S. Suresh Kumar, MD, and Donna Mullin, MSN, ARNP, BC
West Palm Beach VA Medical Center, West Palm Beach, Florida

Kumar SS, Mullin D. Lofgren syndrome [published online September 24, 2018]. Rheumatology Consultant.


A 39-year-old white man presented with swelling and pain in both ankles and feet for the past 3 weeks. He had also noticed a nonpruritic rash over his shins and ankles. The skin was tender to the touch.

History. He reported no fever or chills, no symptoms of upper respiratory tract infection symptoms, no cough, and no diarrhea or constipation. He also denied having chest pain, Raynaud phenomenon, dry eyes, or dry mouth. His medical history was significant for obstructive sleep apnea and sick sinus syndrome, the latter of which had led to pacemaker placement. His family history was noncontributory. He was married, had no history of tobacco or alcohol use, and had no environmental exposures or pets. The patient had no allergies, and the only medication he had been taking was over-the-counter naproxen.

Physical examination. On examination, he was afebrile, and his vital signs were stable. The eyes were normal, and the lungs were clear. There were no murmurs. He had trace edema in both extremities. He had bilateral ankle effusion with soft tissue swelling over both feet. He had erythema nodosum over the ankles and shins (Figure 1). There were no neurologic deficits.

Swollen ankles
Figure 1. Lower extremities with swollen ankles (arthritis) and erythema nodosum.


Diagnostic tests. Results of chest radiography (Figure 2) and computed tomography (Figure 3) revealed bilateral hilar adenopathy. The angiotensin-converting enzyme (ACE) level was found to be high. Results of a complete blood cell count, a basic metabolic panel, and liver function tests were normal, as were the erythrocyte sedimentation rate and the C-reactive protein level.


Chest radiograph 
Figure 2. Chest radiograph showing hilar adenopathy.

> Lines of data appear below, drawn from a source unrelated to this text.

//! Table diff representation.
//!
//! A [`TableDiff`] is the input of DDL generation: it lists the columns
//! added to, removed from, changed in, and renamed in a single table. All
//! collections keep insertion order, and statements are emitted in that
//! order.

use std::collections::BTreeSet;

use serde::{Deserialize, Serialize};

use crate::schema::ColumnSpec;

/// A column property that differs between two versions of a column.
#[derive(Debug, Clone, Copy, PartialEq, Eq, PartialOrd, Ord, Hash, Serialize, Deserialize)]
#[serde(rename_all = "snake_case")]
pub enum ChangedProperty {
    /// Logical type.
    Type,
    /// String or binary length.
    Length,
    /// Decimal precision.
    Precision,
    /// Decimal scale.
    Scale,
    /// Fixed-length flag.
    Fixed,
    /// Nullability.
    Nullable,
    /// Default value.
    Default,
    /// Unsigned flag.
    Unsigned,
    /// Identity flag.
    Autoincrement,
    /// Collation.
    Collation,
    /// Column name.
    Name,
}

impl ChangedProperty {
    /// Returns true if a change of this property alters the column
    /// definition itself (as opposed to its name or default constraint).
    #[must_use]
    pub const fn alters_definition(self) -> bool {
        !matches!(self, Self::Default | Self::Name | Self::Unsigned)
    }
}

/// Changes to an existing column.
#[derive(Debug, Clone, PartialEq, Serialize, Deserialize)]
pub struct ColumnChange {
    /// Name of the column before the change.
    pub old_name: String,
    /// Properties that differ between `from` and `column`.
    pub changed_properties: BTreeSet<ChangedProperty>,
    /// Column definition before the change.
    pub from: ColumnSpec,
    /// Column definition after the change.
    pub column: ColumnSpec,
}

impl ColumnChange {
    /// Creates a column change with an explicit set of changed properties.
    #[must_use]
    pub fn new(
        from: ColumnSpec,
        column: ColumnSpec,
        changed_properties: impl IntoIterator<Item = ChangedProperty>,
    ) -> Self {
        Self {
            old_name: from.name.clone(),
            changed_properties: changed_properties.into_iter().collect(),
            from,
            column,
        }
    }

    /// Creates a column change tagging every property that differs.
    ///
    /// The tags are purely structural. Whether a difference matters for a
    /// given dialect is decided later, when the diff is filtered.
    #[must_use]
    pub fn between(from: ColumnSpec, column: ColumnSpec) -> Self {
        let mut changed = BTreeSet::new();
        if from.logical_type != column.logical_type {
            changed.insert(ChangedProperty::Type);
        }
        if from.length != column.length {
            changed.insert(ChangedProperty::Length);
        }
        if from.precision != column.precision {
            changed.insert(ChangedProperty::Precision);
        }
        if from.scale != column.scale {
            changed.insert(ChangedProperty::Scale);
        }
        if from.fixed != column.fixed {
            changed.insert(ChangedProperty::Fixed);
        }
        if from.nullable != column.nullable {
            changed.insert(ChangedProperty::Nullable);
        }
        if from.default != column.default {
            changed.insert(ChangedProperty::Default);
        }
        if from.unsigned != column.unsigned {
            changed.insert(ChangedProperty::Unsigned);
        }
        if from.autoincrement != column.autoincrement {
            changed.insert(ChangedProperty::Autoincrement);
        }
        if from.collation != column.collation {
            changed.insert(ChangedProperty::Collation);
        }
        if from.name != column.name {
            changed.insert(ChangedProperty::Name);
        }
        Self::new(from, column, changed)
    }

    /// Returns true if `property` is marked as changed.
    #[must_use]
    pub fn has_changed(&self, property: ChangedProperty) -> bool {
        self.changed_properties.contains(&property)
    }

    /// Returns true if no property is marked as changed.
    #[must_use]
    pub fn is_empty(&self) -> bool {
        self.changed_properties.is_empty()
    }
}

/// A column renamed without other changes.
#[derive(Debug, Clone, PartialEq, Serialize, Deserialize)]
pub struct RenamedColumn {
    /// Name of the column before the rename.
    pub old_name: String,
    /// The column under its new name.
    pub column: ColumnSpec,
}

/// All column-level changes of one table.
#[derive(Debug, Clone, PartialEq, Serialize, Deserialize)]
pub struct TableDiff {
    /// Table name, given unquoted. May be schema-qualified (`dbo.users`).
    ///
    /// Constraint names hash this exact string, so `dbo.users` and
    /// `[dbo].[users]` name constraints differently. Bracketed parts are
    /// not quoted again in statements.
    pub name: String,
    /// New table name, if the table is renamed.
    #[serde(default)]
    pub new_name: Option<String>,
    /// Added columns, in emission order.
    #[serde(default)]
    pub added: Vec<ColumnSpec>,
    /// Removed columns, in emission order.
    #[serde(default)]
    pub removed: Vec<ColumnSpec>,
    /// Changed columns, in emission order.
    #[serde(default)]
    pub changed: Vec<ColumnChange>,
    /// Renamed columns, in emission order.
    #[serde(default)]
    pub renamed: Vec<RenamedColumn>,
}

impl TableDiff {
    /// Creates an empty diff for a table.
    #[must_use]
    pub fn new(name: impl Into<String>) -> Self {
        Self {
            name: name.into(),
            new_name: None,
            added: Vec::new(),
            removed: Vec::new(),
            changed: Vec::new(),
            renamed: Vec::new(),
        }
    }

    /// Adds a new column.
    #[must_use]
    pub fn add_column(mut self, column: ColumnSpec) -> Self {
        self.added.push(column);
        self
    }

    /// Removes a column, given as it exists before removal.
    #[must_use]
    pub fn remove_column(mut self, column: ColumnSpec) -> Self {
        self.removed.push(column);
        self
    }

    /// Adds a column change.
    #[must_use]
    pub fn change_column(mut self, change: ColumnChange) -> Self {
        self.changed.push(change);
        self
    }

    /// Renames a column.
    #[must_use]
    pub fn rename_column(mut self, old_name: impl Into<String>, column: ColumnSpec) -> Self {
        self.renamed.push(RenamedColumn {
            old_name: old_name.into(),
            column,
        });
        self
    }

    /// Renames the table.
    #[must_use]
    pub fn rename_to(mut self, new_name: impl Into<String>) -> Self {
        self.new_name = Some(new_name.into());
        self
    }

    /// Gets a changed column by its old name.
    #[must_use]
    pub fn get_changed(&self, old_name: &str) -> Option<&ColumnChange> {
        self.changed.iter().find(|c| c.old_name == old_name)
    }

    /// Returns true if the diff contains no change at all.
    #[must_use]
    pub fn is_empty(&self) -> bool {
        self.new_name.is_none()
            && self.added.is_empty()
            && self.removed.is_empty()
            && self.changed.is_empty()
            && self.renamed.is_empty()
    }
}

computed tomography of chest
Figure 3. Computed tomography of the chest showing hilar adenopathy.


Outcome of the case. Given the presence of the triad of hilar adenopathy, erythema nodosum, and acute polyarthritis, the patient received a diagnosis of Lofgren syndrome. He had been taking nonsteroidal anti-inflammatory drugs (NSAIDs) without benefit. He was started on prednisone, 20 mg, which was tapered over 6 weeks, leading to complete resolution of his symptoms.

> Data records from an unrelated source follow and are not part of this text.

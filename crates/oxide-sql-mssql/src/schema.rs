//! Column representation types.
//!
//! A [`ColumnSpec`] describes a column in logical terms. It is dialect
//! independent: the SQL Server type string is produced later by a
//! [`TypeRenderer`](crate::dialect::TypeRenderer).

use std::fmt;

use serde::{Deserialize, Serialize};

/// Logical column types.
///
/// Names that do not correspond to a known type are kept as
/// [`LogicalType::Unknown`] so that they fail at rendering time with the
/// offending column name, rather than at deserialization time.
#[derive(Debug, Clone, PartialEq, Eq, Hash, Serialize, Deserialize)]
#[serde(from = "String", into = "String")]
pub enum LogicalType {
    /// Small integer (16-bit).
    SmallInt,
    /// Integer (32-bit).
    Integer,
    /// Big integer (64-bit).
    BigInt,
    /// Boolean.
    Boolean,
    /// Exact numeric with precision and scale.
    Decimal,
    /// Floating point.
    Float,
    /// Character string with a length.
    String,
    /// Character large object.
    Text,
    /// Globally unique identifier.
    Guid,
    /// Binary string with a length.
    Binary,
    /// Binary large object.
    Blob,
    /// Date only.
    Date,
    /// Time only.
    Time,
    /// Date and time.
    DateTime,
    /// Date and time with time zone offset.
    DateTimeTz,
    /// JSON document stored as text.
    Json,
    /// A type name with no known mapping.
    Unknown(String),
}

impl LogicalType {
    /// Returns the canonical name of this type.
    #[must_use]
    pub fn name(&self) -> &str {
        match self {
            Self::SmallInt => "smallint",
            Self::Integer => "integer",
            Self::BigInt => "bigint",
            Self::Boolean => "boolean",
            Self::Decimal => "decimal",
            Self::Float => "float",
            Self::String => "string",
            Self::Text => "text",
            Self::Guid => "guid",
            Self::Binary => "binary",
            Self::Blob => "blob",
            Self::Date => "date",
            Self::Time => "time",
            Self::DateTime => "datetime",
            Self::DateTimeTz => "datetimetz",
            Self::Json => "json",
            Self::Unknown(name) => name.as_str(),
        }
    }

    /// Parses a logical type name (case-insensitive).
    #[must_use]
    pub fn from_name(name: &str) -> Self {
        match name.to_ascii_lowercase().as_str() {
            "smallint" => Self::SmallInt,
            "integer" | "int" => Self::Integer,
            "bigint" => Self::BigInt,
            "boolean" | "bool" => Self::Boolean,
            "decimal" | "numeric" => Self::Decimal,
            "float" | "double" => Self::Float,
            "string" => Self::String,
            "text" | "clob" => Self::Text,
            "guid" | "uuid" => Self::Guid,
            "binary" => Self::Binary,
            "blob" => Self::Blob,
            "date" => Self::Date,
            "time" => Self::Time,
            "datetime" => Self::DateTime,
            "datetimetz" => Self::DateTimeTz,
            "json" => Self::Json,
            _ => Self::Unknown(name.to_string()),
        }
    }
}

impl From<String> for LogicalType {
    fn from(name: String) -> Self {
        Self::from_name(&name)
    }
}

impl From<LogicalType> for String {
    fn from(ty: LogicalType) -> Self {
        ty.name().to_string()
    }
}

impl fmt::Display for LogicalType {
    fn fmt(&self, f: &mut fmt::Formatter<'_>) -> fmt::Result {
        f.write_str(self.name())
    }
}

/// Default value for a column.
#[derive(Debug, Clone, PartialEq, Serialize, Deserialize)]
#[serde(rename_all = "snake_case")]
pub enum DefaultValue {
    /// NULL default.
    Null,
    /// Boolean default.
    Boolean(bool),
    /// Integer default.
    Integer(i64),
    /// Float default.
    Float(f64),
    /// String default.
    String(String),
    /// SQL expression (e.g., "CURRENT_TIMESTAMP").
    Expression(String),
}

/// Schema definition for a column.
#[derive(Debug, Clone, PartialEq, Serialize, Deserialize)]
pub struct ColumnSpec {
    /// Column name, unquoted.
    pub name: String,
    /// Logical data type.
    #[serde(rename = "type")]
    pub logical_type: LogicalType,
    /// Length for string and binary types.
    #[serde(default)]
    pub length: Option<u32>,
    /// Precision for decimal types.
    #[serde(default)]
    pub precision: Option<u8>,
    /// Scale for decimal types.
    #[serde(default)]
    pub scale: Option<u8>,
    /// Whether a string or binary column is fixed-length.
    #[serde(default)]
    pub fixed: bool,
    /// Whether the column allows NULL values.
    #[serde(default = "default_nullable")]
    pub nullable: bool,
    /// Whether the column is an identity column.
    #[serde(default)]
    pub autoincrement: bool,
    /// Column collation.
    #[serde(default)]
    pub collation: Option<String>,
    /// Default value.
    #[serde(default)]
    pub default: Option<DefaultValue>,
    /// Whether the column is unsigned. SQL Server has no unsigned types, so
    /// this flag never reaches the generated SQL.
    #[serde(default)]
    pub unsigned: bool,
}

const fn default_nullable() -> bool {
    true
}

impl ColumnSpec {
    /// Creates a new nullable column without default.
    #[must_use]
    pub fn new(name: impl Into<String>, logical_type: LogicalType) -> Self {
        Self {
            name: name.into(),
            logical_type,
            length: None,
            precision: None,
            scale: None,
            fixed: false,
            nullable: true,
            autoincrement: false,
            collation: None,
            default: None,
            unsigned: false,
        }
    }

    /// Sets the length.
    #[must_use]
    pub fn length(mut self, length: u32) -> Self {
        self.length = Some(length);
        self
    }

    /// Sets precision and scale.
    #[must_use]
    pub fn precision(mut self, precision: u8, scale: u8) -> Self {
        self.precision = Some(precision);
        self.scale = Some(scale);
        self
    }

    /// Makes the column fixed-length.
    #[must_use]
    pub fn fixed(mut self) -> Self {
        self.fixed = true;
        self
    }

    /// Sets the column as NOT NULL.
    #[must_use]
    pub fn not_null(mut self) -> Self {
        self.nullable = false;
        self
    }

    /// Sets the column as an identity column.
    #[must_use]
    pub fn autoincrement(mut self) -> Self {
        self.autoincrement = true;
        self
    }

    /// Sets the collation.
    #[must_use]
    pub fn collation(mut self, collation: impl Into<String>) -> Self {
        self.collation = Some(collation.into());
        self
    }

    /// Sets the default value.
    #[must_use]
    pub fn default(mut self, value: DefaultValue) -> Self {
        self.default = Some(value);
        self
    }

    /// Marks the column as unsigned.
    #[must_use]
    pub fn unsigned(mut self) -> Self {
        self.unsigned = true;
        self
    }

    /// Returns a copy of this column whose type axis (type, length,
    /// precision, scale, fixed) is taken from `other`.
    #[must_use]
    pub fn with_type_of(&self, other: &Self) -> Self {
        Self {
            logical_type: other.logical_type.clone(),
            length: other.length,
            precision: other.precision,
            scale: other.scale,
            fixed: other.fixed,
            ..self.clone()
        }
    }

    /// Returns the default value backed by a constraint.
    ///
    /// An explicit `NULL` default is the same as no default: no constraint
    /// is created for it.
    #[must_use]
    pub fn constraint_default(&self) -> Option<&DefaultValue> {
        self.default
            .as_ref()
            .filter(|d| !matches!(d, DefaultValue::Null))
    }

    /// Returns true if the column has a non-null default.
    #[must_use]
    pub fn has_default(&self) -> bool {
        self.constraint_default().is_some()
    }
}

Discussion. Lofgren syndrome is seen in less than 5% to 10% of sarcoidosis cases and is usually self-limiting.1 Joint involvement in Lofgren syndrome is the most common presentation of acute sarcoid arthritis.1 It most commonly presents as arthritis/periarthritis involving both ankles. In more than 90% of cases, the acute polyarthritis involves both ankles.1 Approximately 15% of patients with Lofgren syndrome have an elevated ACE level.1 Those with an elevated ACE level tend to have a more persistent arthritis.
The presence of all of the features of Lofgren syndrome has a 95% diagnostic specificity for sarcoidosis, allowing a clinical diagnosis to be made without biopsy.2

According to the Visser criteria for sarcoidosis in patients with arthritis and bilateral hilar lymphadenopathy, patients must have the 3 of following 4 characteristics in order to establish the diagnosis (sensitivity, 93%; specificity, 99%)3:

  • Age less than 40 years
  • Erythema nodosum
  • Symmetric ankle arthritis
  • Symptom duration less than 2 months

In addition to the Visser criteria, symptoms of sarcoid arthritis vary among patients. Most white patients presenting with Lofgren syndrome have spontaneous remission.3 Symptomatic treatment of acute sarcoid arthropathy includes the use of NSAIDs.3


  1. Neville E, Walker AN, James DG. Prognostic factors predicting the outcome of sarcoidosis: an analysis of 818 patients. Q J Med. 1983;52(208):525-533.
  2. O’Regan A, Berman JS. Sarcoidosis. Ann Intern Med. 2012;156(9):ITC5-1.
  3. Visser H, Vos K, Zanelli E, et al. Sarcoid arthritis: clinical characteristics, diagnostic aspects, and risk factors. Ann Rheum Dis. 2002;61(6):499-504.